**Exercise description**
In the entries that follow, how many lines include "nSource"? Give the number and nothing else.

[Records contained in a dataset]
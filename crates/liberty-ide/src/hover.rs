//! Hover for the server descriptor, with artifact citations.

use std::path::Path;

use liberty_core::{HoverContent, LineIndex, TextSize};
use liberty_resolver::ResolvedFeatures;
use liberty_schema::element_documentation;
use liberty_xml::XmlDocument;

/// Build hover content for the position at `offset`.
///
/// Element tag names are documented from the schema table and cite the
/// schema artifact; feature short names are documented from the resolved set
/// and cite the feature-list artifact. Unrecognized tokens return nothing.
pub fn hover(doc: &XmlDocument, offset: TextSize, resolved: &ResolvedFeatures) -> Option<HoverContent> {
    if !doc.is_server_descriptor() {
        return None;
    }

    let element = doc.element_at(offset)?;
    let index = LineIndex::new(doc.text());

    let tag_name_range = doc.tag_name_range(element);
    if tag_name_range.contains_inclusive(offset) {
        let documentation = element_documentation(doc.tag(element))?;
        return Some(HoverContent {
            value: with_citation(documentation, &resolved.schema_path),
            range: Some(index.range(doc.text(), tag_name_range)),
        });
    }

    if doc.tag(element) == "feature" {
        let inner = doc.inner_span(element)?;
        if inner.contains_inclusive(offset) {
            let token = doc.element_text(element).trim();
            if token.is_empty() {
                return None;
            }
            let feature = resolved.set.find(token)?;
            let documentation = if feature.description.is_empty() {
                &feature.short_description
            } else {
                &feature.description
            };
            return Some(HoverContent {
                value: with_citation(documentation, &resolved.feature_list_path),
                range: Some(index.range(doc.text(), inner)),
            });
        }
    }

    None
}

/// `<documentation>\n\nSource: [<artifact-name>](<artifact-uri>)`.
fn with_citation(documentation: &str, artifact: &Path) -> String {
    let name = artifact
        .file_name()
        .map(|n| n.to_string_lossy().into_owned())
        .unwrap_or_default();
    format!("{documentation}\n\nSource: [{name}]({})", file_uri(artifact))
}

fn file_uri(path: &Path) -> String {
    let mut text = path.display().to_string().replace('\\', "/");
    if !text.starts_with('/') {
        text.insert(0, '/');
    }
    format!("file://{text}")
}

#[cfg(test)]
pub(crate) mod tests {
    use super::*;
    use liberty_core::{Edition, RuntimeVersion};
    use liberty_features::{Feature, FeatureSet, FeatureType, Provenance};
    use pretty_assertions::assert_eq;
    use std::path::PathBuf;

    pub(crate) fn resolved_fixture(short_names: &[&str]) -> ResolvedFeatures {
        let version = RuntimeVersion::new("24.0.0.6", Edition::OpenLiberty).unwrap();
        let features = short_names
            .iter()
            .map(|short| Feature {
                name: format!("io.openliberty.features.{short}"),
                short_name: short.to_string(),
                description: format!("Support for {short}."),
                short_description: short.to_string(),
                kind: FeatureType::Public,
                license_id: None,
                license_type: None,
                version: version.version().to_string(),
            })
            .collect();

        ResolvedFeatures {
            set: FeatureSet::new(version, Provenance::Remote, features),
            feature_list_path: PathBuf::from("/work/app/.libertyls/features-ol-24.0.0.6.json"),
            schema_path: PathBuf::from("/work/app/.libertyls/ol-24.0.0.6.xsd"),
            persisted: true,
            feature_list_bytes: Vec::new(),
            schema_bytes: Vec::new(),
        }
    }

    const SERVER_XML: &str = "<server description=\"Sample Liberty server\">\n    <featureManager>\n        <feature>jaxrs-2.1</feature>\n    </featureManager>\n</server>\n";

    #[test]
    fn element_hover_cites_the_schema_artifact() {
        let doc = XmlDocument::parse(SERVER_XML).unwrap();
        let offset = TextSize::from((SERVER_XML.find("featureManager").unwrap() + 3) as u32);
        let resolved = resolved_fixture(&["jaxrs-2.1"]);

        let hover = hover(&doc, offset, &resolved).unwrap();
        assert_eq!(
            hover.value,
            "Defines how the server loads features.\n\n\
Source: [ol-24.0.0.6.xsd](file:///work/app/.libertyls/ol-24.0.0.6.xsd)"
        );
    }

    #[test]
    fn feature_hover_cites_the_feature_list_artifact() {
        let doc = XmlDocument::parse(SERVER_XML).unwrap();
        let offset = TextSize::from(SERVER_XML.find("jaxrs").unwrap() as u32);
        let resolved = resolved_fixture(&["jaxrs-2.1"]);

        let hover = hover(&doc, offset, &resolved).unwrap();
        assert!(hover.value.starts_with("Support for jaxrs-2.1."));
        assert!(hover
            .value
            .ends_with("Source: [features-ol-24.0.0.6.json](file:///work/app/.libertyls/features-ol-24.0.0.6.json)"));
    }

    #[test]
    fn feature_hover_matches_case_insensitively() {
        let text = SERVER_XML.replace("jaxrs-2.1", "JAXRS-2.1");
        let doc = XmlDocument::parse(&text).unwrap();
        let offset = TextSize::from(text.find("JAXRS").unwrap() as u32);
        let resolved = resolved_fixture(&["jaxrs-2.1"]);
        assert!(hover(&doc, offset, &resolved).is_some());
    }

    #[test]
    fn unknown_tokens_return_nothing() {
        let text = SERVER_XML.replace("jaxrs-2.1", "not-a-feature");
        let doc = XmlDocument::parse(&text).unwrap();
        let offset = TextSize::from(text.find("not-a-feature").unwrap() as u32);
        let resolved = resolved_fixture(&["jaxrs-2.1"]);
        assert_eq!(hover(&doc, offset, &resolved), None);
    }

    #[test]
    fn undocumented_elements_return_nothing() {
        let text = "<server>\n  <mystery/>\n</server>\n";
        let doc = XmlDocument::parse(text).unwrap();
        let offset = TextSize::from(text.find("mystery").unwrap() as u32);
        let resolved = resolved_fixture(&[]);
        assert_eq!(hover(&doc, offset, &resolved), None);
    }
}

**Answer to this task**
2